Deux films hallucinées de Gun Crazy

Sans transition, on suit ensuite plusieurs hommes en mission pour des motivations différentes. Superwhiteman, un néo-nazi déçu décide de sillonner l’Amérique pour tuer des noirs, des immigrants et des indigènes en prenant un costume inspiré du Klu Klux Klan. Lui aussi se gave de drogues chimiques pour atteindre son rêve : retrouver une Amérique blanche. Le sergent Nolti d’une petite ville se drogue également pour oublier qu’il est méprisé de tous. On croise ensuite John St-Pierre, un ancien enfant abusé qui veut tuer tous les pédophiles du pays avant de se suicider. Comme dans Pulp Fiction, ces personnages différents vont tous se rencontrer dans la deuxième partie du livre à Cortez dans le Colorado. Les premières escarmouches éclatent mais la tension qui monte crescendo aboutira à Las Vegas dans le deuxième tome.

Une bd sortie d’une VHS

Si le résumé qui précède vous fait penser à Thelma & Louise ce n’est absolument pas un hasard. En effet, même si l’action se passe de nos jours, Gun Crazy est explicitement un hommage aux films d’action des années 80 et 90 et au Nouvel Hollywood. Lors d’un combat, on pense aussi à Fight Club mais remixé au féminin. Cela passe dans la conception même du livre. La quatrième de couverture reprend la forme et la décoration d’une VHS et tout le début du livre est organisé comme si la page était l’écran de télévision où le film va commencer : la mire, l’écran avec Play, les crédits de productions comme tirés des premiers temps des effets spéciaux numérique de Tron et les premières pages sont conçues comme un générique. Il y a même une surprise au milieu du livre. Les lecteurs qui ont adoré Il faut flinguer Ramirez devrait être comblés. On retrouve même les fausses publicités.

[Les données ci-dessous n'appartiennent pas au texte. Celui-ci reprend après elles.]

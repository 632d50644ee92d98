//! Text normalization, tokenization and context windows
//!
//! Tokens keep their byte span in the source text so every n-gram can be
//! mapped back to the exact substring it came from.

use serde::{Deserialize, Serialize};
use unicode_segmentation::UnicodeSegmentation;

/// Characters trimmed from token edges: sentence periods, bullet dashes, stray slashes
const EDGE_CHARS: &[char] = &['.', '/', '-'];

#[derive(Debug, Clone, PartialEq, Eq)]
pub struct Token {
    /// Lower-cased token text
    pub text: String,
    pub start: usize,
    pub end: usize,
}

#[derive(Debug, Clone, PartialEq, Eq)]
pub struct NGram {
    /// Lower-cased tokens joined with single spaces
    pub text: String,
    pub start: usize,
    pub end: usize,
    pub token_count: usize,
}

/// Alphanumerics plus the symbols that appear inside skill names (c++, c#, node.js, ci/cd, scikit-learn)
pub fn is_token_char(c: char) -> bool {
    c.is_alphanumeric() || matches!(c, '+' | '#' | '.' | '/' | '-')
}

/// Split text into lower-cased tokens with their byte spans
pub fn tokenize(text: &str) -> Vec<Token> {
    let mut tokens = Vec::new();
    let mut current: Option<usize> = None;

    for (idx, ch) in text.char_indices() {
        if is_token_char(ch) {
            if current.is_none() {
                current = Some(idx);
            }
        } else if let Some(start) = current.take() {
            push_token(text, start, idx, &mut tokens);
        }
    }
    if let Some(start) = current {
        push_token(text, start, text.len(), &mut tokens);
    }

    tokens
}

fn push_token(text: &str, start: usize, end: usize, tokens: &mut Vec<Token>) {
    let raw = &text[start..end];
    let without_lead = raw.trim_start_matches(EDGE_CHARS);
    let trimmed = without_lead.trim_end_matches(EDGE_CHARS);
    if trimmed.is_empty() {
        return;
    }

    let token_start = start + (raw.len() - without_lead.len());
    tokens.push(Token {
        text: trimmed.to_lowercase(),
        start: token_start,
        end: token_start + trimmed.len(),
    });
}

/// Canonical form of a phrase: its tokens joined by single spaces
pub fn normalize_phrase(phrase: &str) -> String {
    tokenize(phrase)
        .into_iter()
        .map(|t| t.text)
        .collect::<Vec<_>>()
        .join(" ")
}

/// All sliding n-grams of 1..=max_n tokens, in text order then by length
pub fn ngrams(tokens: &[Token], max_n: usize) -> Vec<NGram> {
    let mut grams = Vec::new();

    for i in 0..tokens.len() {
        let longest = max_n.min(tokens.len() - i);
        for n in 1..=longest {
            let window = &tokens[i..i + n];
            grams.push(NGram {
                text: window.iter().map(|t| t.text.as_str()).collect::<Vec<_>>().join(" "),
                start: window[0].start,
                end: window[n - 1].end,
                token_count: n,
            });
        }
    }

    grams
}

/// Map typographic punctuation to ASCII so cue patterns see "don't", not "don’t"
pub fn normalize_unicode(text: &str) -> String {
    text.chars()
        .map(|c| match c {
            '\u{2018}' | '\u{2019}' => '\'',
            '\u{201C}' | '\u{201D}' => '"',
            '\u{2013}' | '\u{2014}' => '-',
            '\u{2026}' => '.',
            _ => c,
        })
        .collect()
}

/// Last `n` chars of `s`
pub fn last_chars(s: &str, n: usize) -> &str {
    if n == 0 {
        return "";
    }
    match s.char_indices().rev().nth(n - 1) {
        Some((idx, _)) => &s[idx..],
        None => s,
    }
}

/// First `n` chars of `s`
pub fn first_chars(s: &str, n: usize) -> &str {
    match s.char_indices().nth(n) {
        Some((idx, _)) => &s[..idx],
        None => s,
    }
}

/// Whether `[start, end)` in `text` is not glued to surrounding letters or digits
pub fn is_word_boundary(text: &str, start: usize, end: usize) -> bool {
    let before_ok = text[..start].chars().next_back().map_or(true, |c| !c.is_alphanumeric());
    let after_ok = text[end..].chars().next().map_or(true, |c| !c.is_alphanumeric());
    before_ok && after_ok
}

/// Char index of a byte offset
pub fn char_index(text: &str, byte_offset: usize) -> usize {
    text[..byte_offset].chars().count()
}

/// Bounded, lower-cased text surrounding a match, with the match located inside it
#[derive(Debug, Clone, PartialEq, Eq, Serialize, Deserialize)]
pub struct ContextWindow {
    pub text: String,
    pub match_start: usize,
    pub match_end: usize,
}

impl ContextWindow {
    /// Window of `radius` user-perceived characters on each side of `text[start..end]`
    pub fn around(text: &str, start: usize, end: usize, radius: usize) -> Self {
        let before = &text[..start];
        let after = &text[end..];

        let window_start = if radius == 0 {
            start
        } else {
            before
                .grapheme_indices(true)
                .rev()
                .nth(radius - 1)
                .map_or(0, |(idx, _)| idx)
        };
        let window_end = after
            .grapheme_indices(true)
            .nth(radius)
            .map_or(text.len(), |(idx, _)| end + idx);

        let prefix = normalize_unicode(&text[window_start..start]).to_lowercase();
        let matched = normalize_unicode(&text[start..end]).to_lowercase();
        let suffix = normalize_unicode(&text[end..window_end]).to_lowercase();

        let match_start = prefix.len();
        let match_end = match_start + matched.len();
        Self {
            text: format!("{}{}{}", prefix, matched, suffix),
            match_start,
            match_end,
        }
    }

    /// Build from a pre-cut window and the first occurrence of `needle` inside it
    pub fn locate(window: &str, needle: &str) -> Option<Self> {
        let text = normalize_unicode(window).to_lowercase();
        let needle = normalize_unicode(needle).to_lowercase();
        if needle.is_empty() {
            return None;
        }
        let match_start = text.find(&needle)?;
        Some(Self {
            match_end: match_start + needle.len(),
            match_start,
            text,
        })
    }

    pub fn before(&self) -> &str {
        &self.text[..self.match_start]
    }

    pub fn matched(&self) -> &str {
        &self.text[self.match_start..self.match_end]
    }

    pub fn after(&self) -> &str {
        &self.text[self.match_end..]
    }
}
//! Configuration management for the skill matcher

use crate::error::{Result, SkillMatcherError};
use serde::{Deserialize, Serialize};
use std::path::{Path, PathBuf};

#[derive(Debug, Clone, Serialize, Deserialize, PartialEq)]
pub struct Config {
    pub extraction: ExtractionConfig,
    pub models: ModelConfig,
    pub output: OutputConfig,
}

/// Knobs for the skill extraction pipeline
#[derive(Debug, Clone, Serialize, Deserialize, PartialEq)]
pub struct ExtractionConfig {
    /// Characters of surrounding text kept on each side of a match
    pub context_window: usize,
    /// Longest token n-gram considered for a skill name
    pub max_ngram: usize,
    pub fuzzy_max_distance: usize,
    /// Phrases and skill names shorter than this never fuzzy match
    pub fuzzy_min_length: usize,
    pub acronym_confidence: f32,
    pub semantic_threshold: f32,
    pub enable_semantic: bool,
    pub embedding_timeout_ms: u64,
}

#[derive(Debug, Clone, Serialize, Deserialize, PartialEq)]
pub struct ModelConfig {
    pub models_dir: PathBuf,
    pub default_embedding_model: String,
}

#[derive(Debug, Clone, Serialize, Deserialize, PartialEq)]
pub struct OutputConfig {
    pub format: OutputFormat,
    pub top_n: usize,
    pub color_output: bool,
}

#[derive(Debug, Clone, Copy, Serialize, Deserialize, PartialEq, Eq)]
pub enum OutputFormat {
    Console,
    Json,
    Markdown,
}

impl Default for ExtractionConfig {
    fn default() -> Self {
        Self {
            context_window: 100,
            max_ngram: 4,
            fuzzy_max_distance: 2,
            fuzzy_min_length: 4,
            acronym_confidence: 0.95,
            semantic_threshold: 0.7,
            enable_semantic: false,
            embedding_timeout_ms: 2000,
        }
    }
}

impl Default for Config {
    fn default() -> Self {
        let models_dir = dirs::home_dir()
            .unwrap_or_else(|| PathBuf::from("."))
            .join(".skill-matcher")
            .join("models");

        Self {
            extraction: ExtractionConfig::default(),
            models: ModelConfig {
                models_dir,
                default_embedding_model: "potion-base-8M".to_string(),
            },
            output: OutputConfig {
                format: OutputFormat::Console,
                top_n: 10,
                color_output: true,
            },
        }
    }
}

impl Config {
    /// Load from the default location, writing defaults on first run
    pub fn load() -> Result<Self> {
        Self::load_from(&Self::config_path())
    }

    pub fn load_from(config_path: &Path) -> Result<Self> {
        if config_path.exists() {
            let content = std::fs::read_to_string(config_path)?;
            let config: Config = toml::from_str(&content)
                .map_err(|e| SkillMatcherError::Configuration(format!("Failed to parse config: {}", e)))?;
            config.validate()?;
            Ok(config)
        } else {
            let config = Self::default();
            config.save_to(config_path)?;
            Ok(config)
        }
    }

    pub fn save(&self) -> Result<()> {
        self.save_to(&Self::config_path())
    }

    pub fn save_to(&self, config_path: &Path) -> Result<()> {
        if let Some(parent) = config_path.parent() {
            std::fs::create_dir_all(parent)?;
        }

        let content = toml::to_string_pretty(self)
            .map_err(|e| SkillMatcherError::Configuration(format!("Failed to serialize config: {}", e)))?;

        std::fs::write(config_path, content)?;
        Ok(())
    }

    pub fn config_path() -> PathBuf {
        dirs::config_dir()
            .unwrap_or_else(|| dirs::home_dir().unwrap_or_else(|| PathBuf::from(".")))
            .join("skill-matcher")
            .join("config.toml")
    }

    /// Reject values the extraction pipeline cannot work with
    pub fn validate(&self) -> Result<()> {
        let extraction = &self.extraction;
        if extraction.max_ngram == 0 {
            return Err(SkillMatcherError::Configuration(
                "extraction.max_ngram must be at least 1".to_string(),
            ));
        }
        for (key, value) in [
            ("extraction.acronym_confidence", extraction.acronym_confidence),
            ("extraction.semantic_threshold", extraction.semantic_threshold),
        ] {
            if !(0.0..=1.0).contains(&value) {
                return Err(SkillMatcherError::Configuration(format!(
                    "{} must be within [0, 1], got {}",
                    key, value
                )));
            }
        }
        Ok(())
    }

    pub fn ensure_models_dir(&self) -> Result<()> {
        std::fs::create_dir_all(&self.models.models_dir)?;
        Ok(())
    }
}

#[cfg(test)]
mod tests {
    use super::*;
    use tempfile::TempDir;

    #[test]
    fn test_defaults_match_engine_constants() {
        let config = Config::default();
        assert_eq!(config.extraction.context_window, 100);
        assert_eq!(config.extraction.fuzzy_max_distance, 2);
        assert_eq!(config.extraction.acronym_confidence, 0.95);
        assert_eq!(config.extraction.semantic_threshold, 0.7);
        assert!(!config.extraction.enable_semantic);
    }

    #[test]
    fn test_load_creates_default_file() {
        let temp_dir = TempDir::new().unwrap();
        let path = temp_dir.path().join("nested").join("config.toml");

        let config = Config::load_from(&path).unwrap();
        assert!(path.exists());
        assert_eq!(config, Config::default());
    }

    #[test]
    fn test_round_trip_preserves_changes() {
        let temp_dir = TempDir::new().unwrap();
        let path = temp_dir.path().join("config.toml");

        let mut config = Config::default();
        config.extraction.context_window = 60;
        config.output.format = OutputFormat::Json;
        config.save_to(&path).unwrap();

        let loaded = Config::load_from(&path).unwrap();
        assert_eq!(loaded.extraction.context_window, 60);
        assert_eq!(loaded.output.format, OutputFormat::Json);
    }

    #[test]
    fn test_invalid_threshold_rejected() {
        let temp_dir = TempDir::new().unwrap();
        let path = temp_dir.path().join("config.toml");

        let mut config = Config::default();
        config.extraction.semantic_threshold = 1.5;
        config.save_to(&path).unwrap();

        assert!(matches!(
            Config::load_from(&path),
            Err(SkillMatcherError::Configuration(_))
        ));
    }

    #[test]
    fn test_malformed_file_is_configuration_error() {
        let temp_dir = TempDir::new().unwrap();
        let path = temp_dir.path().join("config.toml");
        std::fs::write(&path, "extraction = 3").unwrap();

        assert!(matches!(
            Config::load_from(&path),
            Err(SkillMatcherError::Configuration(_))
        ));
    }
}
//! Resume-to-job compatibility scoring

use crate::processing::clamp_unit;
use crate::processing::context::SkillLevel;
use crate::processing::extractor::ResumeSkillProfile;
use crate::processing::job_analyzer::JobSkillProfile;
use serde::{Deserialize, Serialize};
use std::collections::HashMap;
use std::fmt;

/// Missing skills at or above this importance are critical gaps
pub const CRITICAL_IMPORTANCE: f32 = 0.7;

const IMPORTANCE_WEIGHT: f32 = 0.7;
const COVERAGE_WEIGHT: f32 = 0.3;

/// A skill with the single weight the scorer needs: confidence for resumes, importance for jobs
#[derive(Debug, Clone, PartialEq, Serialize, Deserialize)]
pub struct SkillWeight {
    pub name: String,
    pub weight: f32,
    pub level: SkillLevel,
}

impl SkillWeight {
    pub fn new(name: impl Into<String>, weight: f32, level: SkillLevel) -> Self {
        Self {
            name: name.into(),
            weight,
            level,
        }
    }
}

#[derive(Debug, Clone, PartialEq, Serialize, Deserialize)]
pub struct SkillMatch {
    pub skill_name: String,
    pub job_importance: f32,
    pub resume_confidence: f32,
    pub job_level: SkillLevel,
    pub resume_level: SkillLevel,
    pub match_quality: f32,
}

#[derive(Debug, Clone, PartialEq, Serialize, Deserialize)]
pub struct MissingSkill {
    pub skill_name: String,
    pub importance: f32,
    pub level: SkillLevel,
}

impl MissingSkill {
    pub fn is_critical(&self) -> bool {
        self.importance >= CRITICAL_IMPORTANCE
    }

    /// Report label: HIGH / MEDIUM / LOW
    pub fn priority(&self) -> &'static str {
        if self.importance >= 0.7 {
            "HIGH"
        } else if self.importance >= 0.4 {
            "MEDIUM"
        } else {
            "LOW"
        }
    }
}

#[derive(Debug, Clone, PartialEq, Serialize, Deserialize)]
pub struct ExtraSkill {
    pub skill_name: String,
    pub confidence: f32,
    pub level: SkillLevel,
}

#[derive(Debug, Clone, Copy, PartialEq, Eq, Serialize, Deserialize)]
pub struct MatchStats {
    pub total_job_skills: usize,
    pub matched_skills: usize,
    pub missing_skills: usize,
    pub extra_skills: usize,
}

#[derive(Debug, Clone, PartialEq, Serialize, Deserialize)]
pub struct MatchResult {
    pub matches: Vec<SkillMatch>,
    pub missing_skills: Vec<MissingSkill>,
    pub extra_skills: Vec<ExtraSkill>,
    pub overall_score: f32,
    pub importance_score: f32,
    pub coverage_score: f32,
    pub stats: MatchStats,
}

#[derive(Debug, Clone, Copy, PartialEq, Eq, Serialize, Deserialize)]
#[serde(rename_all = "snake_case")]
pub enum RecommendationTier {
    Excellent,
    Good,
    Partial,
    Poor,
}

impl RecommendationTier {
    pub fn from_score(score: f32) -> Self {
        if score >= 0.8 {
            RecommendationTier::Excellent
        } else if score >= 0.6 {
            RecommendationTier::Good
        } else if score >= 0.4 {
            RecommendationTier::Partial
        } else {
            RecommendationTier::Poor
        }
    }

    pub fn message(self) -> &'static str {
        match self {
            RecommendationTier::Excellent => "Strong candidate. Consider for interview.",
            RecommendationTier::Good => "Solid candidate with some gaps worth probing.",
            RecommendationTier::Partial => "Potential candidate; training would be needed for missing skills.",
            RecommendationTier::Poor => "Significant skill gaps for this role.",
        }
    }
}

impl fmt::Display for RecommendationTier {
    fn fmt(&self, f: &mut fmt::Formatter<'_>) -> fmt::Result {
        let label = match self {
            RecommendationTier::Excellent => "excellent match",
            RecommendationTier::Good => "good match",
            RecommendationTier::Partial => "partial match",
            RecommendationTier::Poor => "poor match",
        };
        f.write_str(label)
    }
}

#[derive(Debug, Clone, PartialEq, Serialize, Deserialize)]
pub struct Recommendation {
    pub tier: RecommendationTier,
    pub message: String,
    pub critical_gap_count: usize,
    pub critical_gaps: Vec<String>,
}

impl MatchResult {
    pub fn recommendation(&self) -> Recommendation {
        let tier = RecommendationTier::from_score(self.overall_score);
        let critical_gaps: Vec<String> = self
            .missing_skills
            .iter()
            .filter(|m| m.is_critical())
            .map(|m| m.skill_name.clone())
            .collect();

        let mut message = tier.message().to_string();
        match critical_gaps.len() {
            0 => {}
            1 => message.push_str(" Note: 1 critical skill is missing."),
            n => message.push_str(&format!(" Note: {} critical skills are missing.", n)),
        }

        Recommendation {
            tier,
            message,
            critical_gap_count: critical_gaps.len(),
            critical_gaps,
        }
    }
}

/// Pure function of two skill sets; never fails
#[derive(Debug, Clone, Copy, Default)]
pub struct MatchScorer;

impl MatchScorer {
    pub fn new() -> Self {
        Self
    }

    pub fn score(&self, resume: &ResumeSkillProfile, job: &JobSkillProfile) -> MatchResult {
        let resume_weights: Vec<SkillWeight> = resume
            .mentions()
            .iter()
            .map(|m| SkillWeight::new(m.skill.name.clone(), m.confidence, m.skill_level))
            .collect();
        let job_weights: Vec<SkillWeight> = job
            .skills()
            .iter()
            .map(|s| SkillWeight::new(s.mention.skill.name.clone(), s.importance, s.mention.skill_level))
            .collect();
        self.score_weights(&resume_weights, &job_weights)
    }

    /// Score raw (name, weight) sets; names compare case-insensitively, duplicates keep the larger weight
    pub fn score_weights(&self, resume: &[SkillWeight], job: &[SkillWeight]) -> MatchResult {
        let resume_set = index_by_name(resume);
        let job_set = index_by_name(job);

        let mut matches = Vec::new();
        let mut missing_skills = Vec::new();
        let mut matched_importance = 0.0f32;
        let mut total_importance = 0.0f32;

        for (key, job_skill) in &job_set {
            let job_importance = clamp_unit(job_skill.weight);
            total_importance += job_importance;

            match resume_set.get(key) {
                Some(resume_skill) => {
                    let resume_confidence = clamp_unit(resume_skill.weight);
                    matched_importance += job_importance;
                    matches.push(SkillMatch {
                        skill_name: job_skill.name.clone(),
                        job_importance,
                        resume_confidence,
                        job_level: job_skill.level,
                        resume_level: resume_skill.level,
                        match_quality: clamp_unit((job_importance + resume_confidence) / 2.0),
                    });
                }
                None => missing_skills.push(MissingSkill {
                    skill_name: job_skill.name.clone(),
                    importance: job_importance,
                    level: job_skill.level,
                }),
            }
        }

        let mut extra_skills: Vec<ExtraSkill> = resume_set
            .iter()
            .filter(|(key, _)| !job_set.contains_key(*key))
            .map(|(_, skill)| ExtraSkill {
                skill_name: skill.name.clone(),
                confidence: clamp_unit(skill.weight),
                level: skill.level,
            })
            .collect();

        // Name as tie-breaker keeps output independent of hash order
        matches.sort_by(|a, b| {
            b.match_quality
                .total_cmp(&a.match_quality)
                .then_with(|| a.skill_name.cmp(&b.skill_name))
        });
        missing_skills.sort_by(|a, b| {
            b.importance
                .total_cmp(&a.importance)
                .then_with(|| a.skill_name.cmp(&b.skill_name))
        });
        extra_skills.sort_by(|a, b| {
            b.confidence
                .total_cmp(&a.confidence)
                .then_with(|| a.skill_name.cmp(&b.skill_name))
        });

        let importance_score = if total_importance > 0.0 {
            clamp_unit(matched_importance / total_importance)
        } else {
            0.0
        };
        let coverage_score = if job_set.is_empty() {
            0.0
        } else {
            clamp_unit(matches.len() as f32 / job_set.len() as f32)
        };
        let overall_score = clamp_unit(importance_score * IMPORTANCE_WEIGHT + coverage_score * COVERAGE_WEIGHT);

        let stats = MatchStats {
            total_job_skills: job_set.len(),
            matched_skills: matches.len(),
            missing_skills: missing_skills.len(),
            extra_skills: extra_skills.len(),
        };

        MatchResult {
            matches,
            missing_skills,
            extra_skills,
            overall_score,
            importance_score,
            coverage_score,
            stats,
        }
    }
}

fn index_by_name(skills: &[SkillWeight]) -> HashMap<String, &SkillWeight> {
    let mut index: HashMap<String, &SkillWeight> = HashMap::new();
    for skill in skills {
        let key = skill.name.trim().to_lowercase();
        if key.is_empty() {
            continue;
        }
        match index.get(&key) {
            Some(existing) if existing.weight >= skill.weight => {}
            _ => {
                index.insert(key, skill);
            }
        }
    }
    index
}
//! Output formatters: console, JSON and Markdown renderings of reports

use crate::config::OutputFormat;
use crate::error::{Result, SkillMatcherError};
use crate::output::report::*;
use crate::processing::extractor::{RankedSkill, ResumeSummary};
use crate::processing::scorer::RecommendationTier;
use colored::{Color, Colorize};
use std::path::Path;

/// Trait for rendering reports
pub trait OutputFormatter {
    fn format_report(&self, report: &Report) -> Result<String>;
    fn supports_format(&self) -> OutputFormat;
}

/// Console formatter with colors
pub struct ConsoleFormatter {
    use_colors: bool,
    detailed: bool,
}

/// JSON formatter for scripting and integration
pub struct JsonFormatter {
    pretty: bool,
}

/// Markdown formatter for saved reports
pub struct MarkdownFormatter {
    include_metadata: bool,
}

/// Report generator that coordinates the formatters
pub struct ReportGenerator {
    console_formatter: ConsoleFormatter,
    json_formatter: JsonFormatter,
    markdown_formatter: MarkdownFormatter,
}

impl ConsoleFormatter {
    pub fn new(use_colors: bool, detailed: bool) -> Self {
        Self { use_colors, detailed }
    }

    fn colorize(&self, text: &str, color: Color) -> String {
        if self.use_colors {
            text.color(color).to_string()
        } else {
            text.to_string()
        }
    }

    fn format_header(&self, title: &str, level: u8) -> String {
        let prefix = match level {
            1 => "█",
            2 => "▓",
            _ => "▒",
        };

        let color = match level {
            1 => Color::Blue,
            2 => Color::Green,
            _ => Color::Yellow,
        };

        if self.use_colors {
            format!("\n{} {}\n", prefix.color(color).bold(), title.color(color).bold())
        } else {
            format!("\n{} {}\n", prefix, title)
        }
    }

    fn format_tier_badge(&self, tier: RecommendationTier) -> String {
        let (badge, color) = match tier {
            RecommendationTier::Excellent => ("EXCELLENT", Color::Green),
            RecommendationTier::Good => ("GOOD", Color::BrightGreen),
            RecommendationTier::Partial => ("PARTIAL", Color::Yellow),
            RecommendationTier::Poor => ("POOR", Color::BrightRed),
        };

        if self.use_colors {
            format!("[{}]", badge.color(color).bold())
        } else {
            format!("[{}]", badge)
        }
    }

    fn format_priority(&self, priority: &str) -> String {
        let color = match priority {
            "HIGH" => Color::Red,
            "MEDIUM" => Color::Yellow,
            _ => Color::White,
        };
        self.colorize(&format!("{:<6}", priority), color)
    }

    fn format_ranked(&self, output: &mut String, skills: &[RankedSkill], label: &str) {
        for (idx, skill) in skills.iter().enumerate() {
            output.push_str(&format!(
                "  {:>2}. {:<32} {} {:.2}  ({})\n",
                idx + 1,
                skill.name,
                label,
                skill.score,
                skill.category
            ));
        }
    }

    fn format_resume_summary(&self, output: &mut String, summary: &ResumeSummary) {
        output.push_str(&format!(
            "Skills found: {} ({} technical, {} soft)\n",
            summary.total_skills, summary.technical_count, summary.soft_count
        ));
        output.push_str(&format!(
            "Levels: {} expert, {} intermediate, {} beginner, {} unspecified\n",
            summary.skill_levels.expert,
            summary.skill_levels.intermediate,
            summary.skill_levels.beginner,
            summary.skill_levels.unspecified
        ));
    }

    fn format_resume(&self, report: &ResumeReport) -> String {
        let mut output = String::new();
        output.push_str(&self.format_header("📄 RESUME SKILL ANALYSIS", 1));
        output.push_str(&self.format_metadata(&report.metadata));

        output.push_str(&self.format_header("Summary", 2));
        self.format_resume_summary(&mut output, &report.summary);

        output.push_str(&self.format_header("Top Skills", 2));
        if report.summary.top_skills.is_empty() {
            output.push_str(&self.colorize("  No skills detected\n", Color::Yellow));
        }
        self.format_ranked(&mut output, &report.summary.top_skills, "confidence");

        if self.detailed && !report.skills.is_empty() {
            output.push_str(&self.format_header("All Mentions", 3));
            for skill in &report.skills {
                output.push_str(&format!(
                    "  • {} [{}] {:.2} via {} \"{}\"\n",
                    self.colorize(&skill.name, Color::Cyan),
                    skill.level,
                    skill.confidence,
                    skill.match_kind,
                    skill.matched_text
                ));
            }
        }
        output
    }

    fn format_job(&self, report: &JobReport) -> String {
        let mut output = String::new();
        output.push_str(&self.format_header("📋 JOB REQUIREMENTS ANALYSIS", 1));
        output.push_str(&self.format_metadata(&report.metadata));

        output.push_str(&self.format_header("Summary", 2));
        output.push_str(&format!(
            "Skills found: {} ({} technical, {} soft)\n",
            report.summary.total_skills_found, report.summary.technical_count, report.summary.soft_count
        ));

        output.push_str(&self.format_header("Most Important Skills", 2));
        if report.summary.top_skills.is_empty() {
            output.push_str(&self.colorize("  No skills detected\n", Color::Yellow));
        }
        self.format_ranked(&mut output, &report.summary.top_skills, "importance");

        if !report.key_phrases.is_empty() {
            output.push_str(&self.format_header("Key Requirements", 3));
            for phrase in &report.key_phrases {
                output.push_str(&format!("  • {}\n", phrase));
            }
        }

        if self.detailed && !report.skills.is_empty() {
            output.push_str(&self.format_header("All Skills", 3));
            for skill in &report.skills {
                output.push_str(&format!(
                    "  • {:<32} importance {:.2}  mentions {}  section {:?}\n",
                    skill.name, skill.importance, skill.mention_count, skill.section
                ));
            }
        }
        output
    }

    fn format_match(&self, report: &MatchReport) -> String {
        let mut output = String::new();
        output.push_str(&self.format_header("🎯 RESUME / JOB MATCH", 1));
        output.push_str(&self.format_metadata(&report.metadata));

        output.push_str(&self.format_header("Result", 2));
        output.push_str(&format!(
            "Overall Score: {}% {}\n",
            report.scores.overall_percentage,
            self.format_tier_badge(report.recommendation.tier)
        ));
        output.push_str(&format!(
            "Importance-weighted: {}% | Coverage: {}% ({}/{} skills)\n",
            report.scores.importance_percentage,
            report.scores.coverage_percentage,
            report.stats.matched_skills,
            report.stats.total_job_skills
        ));
        output.push_str(&format!(
            "Recommendation: {}\n",
            self.colorize(&report.recommendation.message, Color::Cyan)
        ));

        output.push_str(&self.format_header("Matched Skills", 2));
        if report.matches.is_empty() {
            output.push_str("  None\n");
        }
        for skill in &report.matches {
            output.push_str(&format!(
                "  {} {:<32} quality {:.2}  (job {:.2}, resume {:.2})\n",
                self.colorize("✓", Color::Green),
                skill.name,
                skill.match_quality,
                skill.job_importance,
                skill.resume_confidence
            ));
        }

        output.push_str(&self.format_header("Missing Skills", 2));
        if report.missing_skills.is_empty() {
            output.push_str("  None\n");
        }
        for gap in &report.missing_skills {
            output.push_str(&format!(
                "  {} {} {:<32} importance {:.2}\n",
                self.colorize("✗", Color::Red),
                self.format_priority(&gap.priority),
                gap.name,
                gap.importance
            ));
        }

        if self.detailed && !report.extra_skills.is_empty() {
            output.push_str(&self.format_header("Additional Resume Skills", 3));
            for extra in &report.extra_skills {
                output.push_str(&format!("  + {:<32} confidence {:.2}\n", extra.name, extra.confidence));
            }
        }
        output
    }

    fn format_metadata(&self, metadata: &ReportMetadata) -> String {
        let mut line = format!(
            "Generated: {} | Processing time: {}ms",
            metadata.generated_at.format("%Y-%m-%d %H:%M:%S UTC"),
            metadata.processing_time_ms
        );
        if let Some(model) = &metadata.embedding_model {
            line.push_str(&format!(" | Semantic model: {}", model));
        }
        line.push('\n');
        line
    }
}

Les auteurs nous proposent même une bande son avec l’album punk anglais Never Mind the Bollocks des Sex Pistols et des références à Betty Davis ou Country Joe Mac Donald qui servent à catégoriser des personnages.

Le shérif de Gun Crazy

Il ne faut pas lire ce livre comme une vision réaliste de la société ou des femmes. Le scénariste Steve D propose une parodie déjantée des films d’action en inversant la perspective. Gun Crazy dévoile l’envers actuel des États-Unis et son passé sombre. Ce sont deux femmes qui sont les Rambos et leurs ennemis ne sont pas les minorités mais des blancs tous idiots et racistes. L’une tue un mec tatoué d’une croix gammée avec un tomahawk indien ! Plus on avance dans le livre et plus le récit devient délirant : un chien dessiné comme Snoopy fume. Le dessin de Jef ne vise pas non plus le réalisme mais rend hommage aux dessinateurs des années 70 et 80. La forme des visages, l’encrage et certains paysages peuvent faire penser à Moebius.

Ce premier tome de Gun Crazy est au niveau de ses références. Il est un voyage en bd qui, plus que l’essence, sent le sexe et la poudre de canon. Cependant, on y trouve aussi beaucoup d’humour quand ces deux femmes s’attaquent aux États-Unis dominés par des ploucs racistes et misogynes.